PROBLEM DETAILS | Look for the word "must" in the entries and copy each line where it appears.

(INFORMATION SUPPLIED)

//! In-memory shift store.

use std::collections::HashMap;
use std::sync::{Arc, Mutex, MutexGuard, PoisonError};

use chrono::{NaiveDate, NaiveDateTime};
use uuid::Uuid;

use crate::error::{TimeclockError, TimeclockResult};
use crate::models::{
    AbsenceNote, AbsenceNoteStatus, Break, PunchMetadata, Shift, ShiftState, StatusOverride,
};

use super::ShiftStore;

#[derive(Debug, Default)]
struct Tables {
    shifts: HashMap<String, Shift>,
    breaks: Vec<Break>,
    notes: HashMap<String, AbsenceNote>,
}

impl Tables {
    fn shift_mut(&mut self, shift_id: &str) -> TimeclockResult<&mut Shift> {
        self.shifts
            .get_mut(shift_id)
            .ok_or_else(|| TimeclockError::ShiftNotFound {
                shift_id: shift_id.to_string(),
            })
    }

    fn running_shift_of(&self, employee_id: &str, date: NaiveDate, except: &str) -> Option<&Shift> {
        self.shifts.values().find(|s| {
            s.id != except
                && s.employee_id == employee_id
                && s.date() == date
                && s.state.is_running()
        })
    }
}

/// Shift store keeping every table behind one mutex.
///
/// Each trait method takes the lock once, so every check-then-write is atomic
/// with respect to other callers. Clones share the same tables.
#[derive(Debug, Clone, Default)]
pub struct InMemoryShiftStore {
    tables: Arc<Mutex<Tables>>,
}

impl InMemoryShiftStore {
    /// Creates an empty store.
    pub fn new() -> Self {
        Self::default()
    }

    fn lock(&self) -> MutexGuard<'_, Tables> {
        self.tables.lock().unwrap_or_else(PoisonError::into_inner)
    }
}

fn state_conflict(shift: &Shift, action: &str) -> TimeclockError {
    TimeclockError::StateConflict {
        shift_id: shift.id.clone(),
        state: shift.state,
        action: action.to_string(),
    }
}

impl ShiftStore for InMemoryShiftStore {
    fn insert_shift(&self, shift: Shift) -> TimeclockResult<Shift> {
        if shift.scheduled_end <= shift.scheduled_start {
            return Err(TimeclockError::InvalidShift {
                shift_id: shift.id,
                message: "scheduled end must be after scheduled start".to_string(),
            });
        }
        if shift.state != ShiftState::Pending {
            return Err(TimeclockError::InvalidShift {
                shift_id: shift.id,
                message: "new shifts must be pending".to_string(),
            });
        }

        let mut tables = self.lock();
        if tables.shifts.contains_key(&shift.id) {
            return Err(TimeclockError::InvalidShift {
                shift_id: shift.id,
                message: "a shift with this ID already exists".to_string(),
            });
        }
        tables.shifts.insert(shift.id.clone(), shift.clone());
        Ok(shift)
    }

    fn get_shift(&self, shift_id: &str) -> TimeclockResult<Shift> {
        self.lock()
            .shifts
            .get(shift_id)
            .cloned()
            .ok_or_else(|| TimeclockError::ShiftNotFound {
                shift_id: shift_id.to_string(),
            })
    }

    fn shifts_for_employee_on(&self, employee_id: &str, date: NaiveDate) -> Vec<Shift> {
        let mut shifts: Vec<Shift> = self
            .lock()
            .shifts
            .values()
            .filter(|s| s.employee_id == employee_id && s.date() == date)
            .cloned()
            .collect();
        shifts.sort_by(|a, b| {
            a.scheduled_start
                .cmp(&b.scheduled_start)
                .then_with(|| a.id.cmp(&b.id))
        });
        shifts
    }

    fn find_successor(&self, shift: &Shift) -> Option<Shift> {
        self.lock()
            .shifts
            .values()
            .filter(|s| {
                s.id != shift.id
                    && s.state == ShiftState::Pending
                    && s.employee_id == shift.employee_id
                    && shift.is_contiguous_with(s)
            })
            .min_by(|a, b| a.id.cmp(&b.id))
            .cloned()
    }

    fn breaks_for_shift(&self, shift_id: &str) -> Vec<Break> {
        self.lock()
            .breaks
            .iter()
            .filter(|b| b.shift_id == shift_id)
            .cloned()
            .collect()
    }

    fn supplemental_breaks_on(&self, employee_id: &str, date: NaiveDate) -> usize {
        let tables = self.lock();
        tables
            .breaks
            .iter()
            .filter(|b| {
                tables
                    .shifts
                    .get(&b.shift_id)
                    .is_some_and(|s| s.employee_id == employee_id && s.date() == date)
            })
            .count()
    }

    fn clock_in(
        &self,
        shift_id: &str,
        at: NaiveDateTime,
        punch: PunchMetadata,
    ) -> TimeclockResult<Shift> {
        let mut tables = self.lock();

        let (employee_id, date) = {
            let shift = tables.shift_mut(shift_id)?;
            if shift.state != ShiftState::Pending {
                return Err(state_conflict(shift, "start"));
            }
            (shift.employee_id.clone(), shift.date())
        };

        if let Some(active) = tables.running_shift_of(&employee_id, date, shift_id) {
            return Err(TimeclockError::DuplicateActiveShift {
                employee_id,
                date,
                active_shift_id: active.id.clone(),
            });
        }

        let shift = tables.shift_mut(shift_id)?;
        shift.clock_in = Some(at);
        shift.clock_in_punch = Some(punch);
        shift.state = ShiftState::Active;
        Ok(shift.clone())
    }

    fn clock_out(
        &self,
        shift_id: &str,
        at: NaiveDateTime,
        punch: PunchMetadata,
    ) -> TimeclockResult<Shift> {
        let mut tables = self.lock();

        let clock_in = {
            let shift = tables.shift_mut(shift_id)?;
            match (shift.state, shift.clock_in) {
                (ShiftState::Finished, _) => {
                    return Err(TimeclockError::AlreadyFinished {
                        shift_id: shift_id.to_string(),
                    });
                }
                (ShiftState::Active | ShiftState::Paused, Some(clock_in)) => clock_in,
                _ => return Err(state_conflict(shift, "finish")),
            }
        };
        let at = at.max(clock_in);

        for open in tables
            .breaks
            .iter_mut()
            .filter(|b| b.shift_id == shift_id && b.is_open())
        {
            open.end = Some(at.max(open.start));
            open.end_punch = Some(punch.clone());
        }

        let shift = tables.shift_mut(shift_id)?;
        if let Some(break_start) = shift.break_start.filter(|_| shift.break_end.is_none()) {
            shift.break_end = Some(at.max(break_start));
            shift.break_end_punch = Some(punch.clone());
        }
        shift.clock_out = Some(at);
        shift.clock_out_punch = Some(punch);
        shift.state = ShiftState::Finished;
        Ok(shift.clone())
    }

    fn open_mandatory_break(
        &self,
        shift_id: &str,
        at: NaiveDateTime,
        punch: PunchMetadata,
    ) -> TimeclockResult<Shift> {
        let mut tables = self.lock();
        let shift = tables.shift_mut(shift_id)?;
        if shift.state != ShiftState::Active {
            return Err(state_conflict(shift, "pause"));
        }
        if shift.mandatory_break_taken() {
            return Err(TimeclockError::BreakNotAllowed {
                shift_id: shift_id.to_string(),
                reason: "the mandatory break has already been taken".to_string(),
            });
        }
        shift.break_start = Some(at);
        shift.break_start_punch = Some(punch);
        shift.state = ShiftState::Paused;
        Ok(shift.clone())
    }

    fn open_supplemental_break(
        &self,
        shift_id: &str,
        at: NaiveDateTime,
        punch: PunchMetadata,
    ) -> TimeclockResult<(Shift, Break)> {
        let mut tables = self.lock();
        let shift = tables.shift_mut(shift_id)?;
        if shift.state != ShiftState::Active {
            return Err(state_conflict(shift, "pause"));
        }
        shift.state = ShiftState::Paused;
        let shift = shift.clone();

        let record = Break {
            id: Uuid::new_v4().to_string(),
            shift_id: shift_id.to_string(),
            start: at,
            end: None,
            start_punch: punch,
            end_punch: None,
        };
        tables.breaks.push(record.clone());
        Ok((shift, record))
    }

    fn close_open_break(
        &self,
        shift_id: &str,
        at: NaiveDateTime,
        punch: PunchMetadata,
    ) -> TimeclockResult<Shift> {
        let mut tables = self.lock();

        let shift = tables.shift_mut(shift_id)?;
        if shift.state == ShiftState::Finished {
            return Err(TimeclockError::AlreadyFinished {
                shift_id: shift_id.to_string(),
            });
        }
        if let Some(break_start) = shift.break_start.filter(|_| shift.break_end.is_none()) {
            shift.break_end = Some(at.max(break_start));
            shift.break_end_punch = Some(punch);
            shift.state = ShiftState::Active;
            return Ok(shift.clone());
        }

        let latest_open = tables
            .breaks
            .iter_mut()
            .filter(|b| b.shift_id == shift_id && b.is_open())
            .max_by_key(|b| b.start)
            .ok_or_else(|| TimeclockError::NoOpenBreak {
                shift_id: shift_id.to_string(),
            })?;
        latest_open.end = Some(at.max(latest_open.start));
        latest_open.end_punch = Some(punch);

        let shift = tables.shift_mut(shift_id)?;
        shift.state = ShiftState::Active;
        Ok(shift.clone())
    }

    fn absence_note_for(&self, shift_id: &str) -> Option<AbsenceNote> {
        self.lock().notes.get(shift_id).cloned()
    }

    fn create_absence_note_if_absent(
        &self,
        shift_id: &str,
        reason: String,
        at: NaiveDateTime,
    ) -> TimeclockResult<(AbsenceNote, bool)> {
        let mut tables = self.lock();
        tables.shift_mut(shift_id)?;

        if let Some(existing) = tables.notes.get(shift_id) {
            return Ok((existing.clone(), false));
        }

        let note = AbsenceNote {
            id: Uuid::new_v4().to_string(),
            shift_id: shift_id.to_string(),
            status: AbsenceNoteStatus::Pending,
            reason,
            created_at: at,
        };
        tables.notes.insert(shift_id.to_string(), note.clone());
        Ok((note, true))
    }

    fn set_absence_note_status(
        &self,
        shift_id: &str,
        status: AbsenceNoteStatus,
    ) -> TimeclockResult<AbsenceNote> {
        let mut tables = self.lock();
        tables.shift_mut(shift_id)?;
        let note = tables
            .notes
            .get_mut(shift_id)
            .ok_or_else(|| TimeclockError::InvalidShift {
                shift_id: shift_id.to_string(),
                message: "shift has no absence note".to_string(),
            })?;
        note.status = status;
        Ok(note.clone())
    }

    fn set_status_override(
        &self,
        shift_id: &str,
        status_override: Option<StatusOverride>,
    ) -> TimeclockResult<Shift> {
        let mut tables = self.lock();
        let shift = tables.shift_mut(shift_id)?;
        shift.status_override = status_override;
        Ok(shift.clone())
    }
}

(End INFORMATION SUPPLIED)

TASK ANSWER |
                message: "scheduled end must be after scheduled start".to_string(),
                message: "new shifts must be pending".to_string(),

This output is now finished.